### WORK REQUIRED:
Using the entries that follow, report the number of lines that include the string "tokio", without any other text.

************

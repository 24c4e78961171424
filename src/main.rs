use anyhow::Context;
use axum::Router;
use tokio::net::TcpListener;

use lunachat_backend::config::Config;
use lunachat_backend::server::router::router;
use lunachat_backend::state::AppState;
use lunachat_backend::logging;

#[tokio::main]
async fn main() -> anyhow::Result<()> {
    let config = Config::load().context("Failed to load configuration")?;
    logging::init(&config);

    let state = AppState::initialize(config).await;

    let bind_addr = format!("127.0.0.1:{}", state.config.server.port);
    let listener = TcpListener::bind(&bind_addr)
        .await
        .with_context(|| format!("Failed to bind to {}", bind_addr))?;
    let addr = listener.local_addr()?;
    tracing::info!("Listening on {}", addr);

    let app: Router = router(state);
    axum::serve(listener, app).await.context("Server error")?;

    Ok(())
}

************

### TASK RESULT:
2